BEGIN Data for processing
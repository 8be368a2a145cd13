//! Shared test helpers for the vkey workspace.

use std::path::{Path, PathBuf};

/// Resolve the workspace root from this crate's manifest directory.
pub fn workspace_root() -> PathBuf {
	let manifest_dir = Path::new(env!("CARGO_MANIFEST_DIR"));
	manifest_dir
		.join("..")
		.join("..")
		.canonicalize()
		.unwrap_or_else(|_| manifest_dir.join("..").join(".."))
}

/// Resolve a fixture path under `<workspace>/fixtures`.
pub fn fixture_path(name: &str) -> PathBuf {
	workspace_root().join("fixtures").join(name)
}

/// Read and parse a JSON fixture, panicking with the fixture name on failure.
pub fn fixture_json(name: &str) -> serde_json::Value {
	let path = fixture_path(name);
	let bytes = std::fs::read(&path).unwrap_or_else(|err| panic!("fixture {} unreadable: {err}", path.display()));
	serde_json::from_slice(&bytes).unwrap_or_else(|err| panic!("fixture {} is not json: {err}", path.display()))
}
END Data for processing
### Task goal
Reproduce every line of the data exactly as it was written.

### Output of the task
repository 8be368a2a145cd13
//! Shared test helpers for the vkey workspace.

use std::path::{Path, PathBuf};

/// Resolve the workspace root from this crate's manifest directory.
pub fn workspace_root() -> PathBuf {
	let manifest_dir = Path::new(env!("CARGO_MANIFEST_DIR"));
	manifest_dir
		.join("..")
		.join("..")
		.canonicalize()
		.unwrap_or_else(|_| manifest_dir.join("..").join(".."))
}

/// Resolve a fixture path under `<workspace>/fixtures`.
pub fn fixture_path(name: &str) -> PathBuf {
	workspace_root().join("fixtures").join(name)
}

/// Read and parse a JSON fixture, panicking with the fixture name on failure.
pub fn fixture_json(name: &str) -> serde_json::Value {
	let path = fixture_path(name);
	let bytes = std::fs::read(&path).unwrap_or_else(|err| panic!("fixture {} unreadable: {err}", path.display()));
	serde_json::from_slice(&bytes).unwrap_or_else(|err| panic!("fixture {} is not json: {err}", path.display()))
}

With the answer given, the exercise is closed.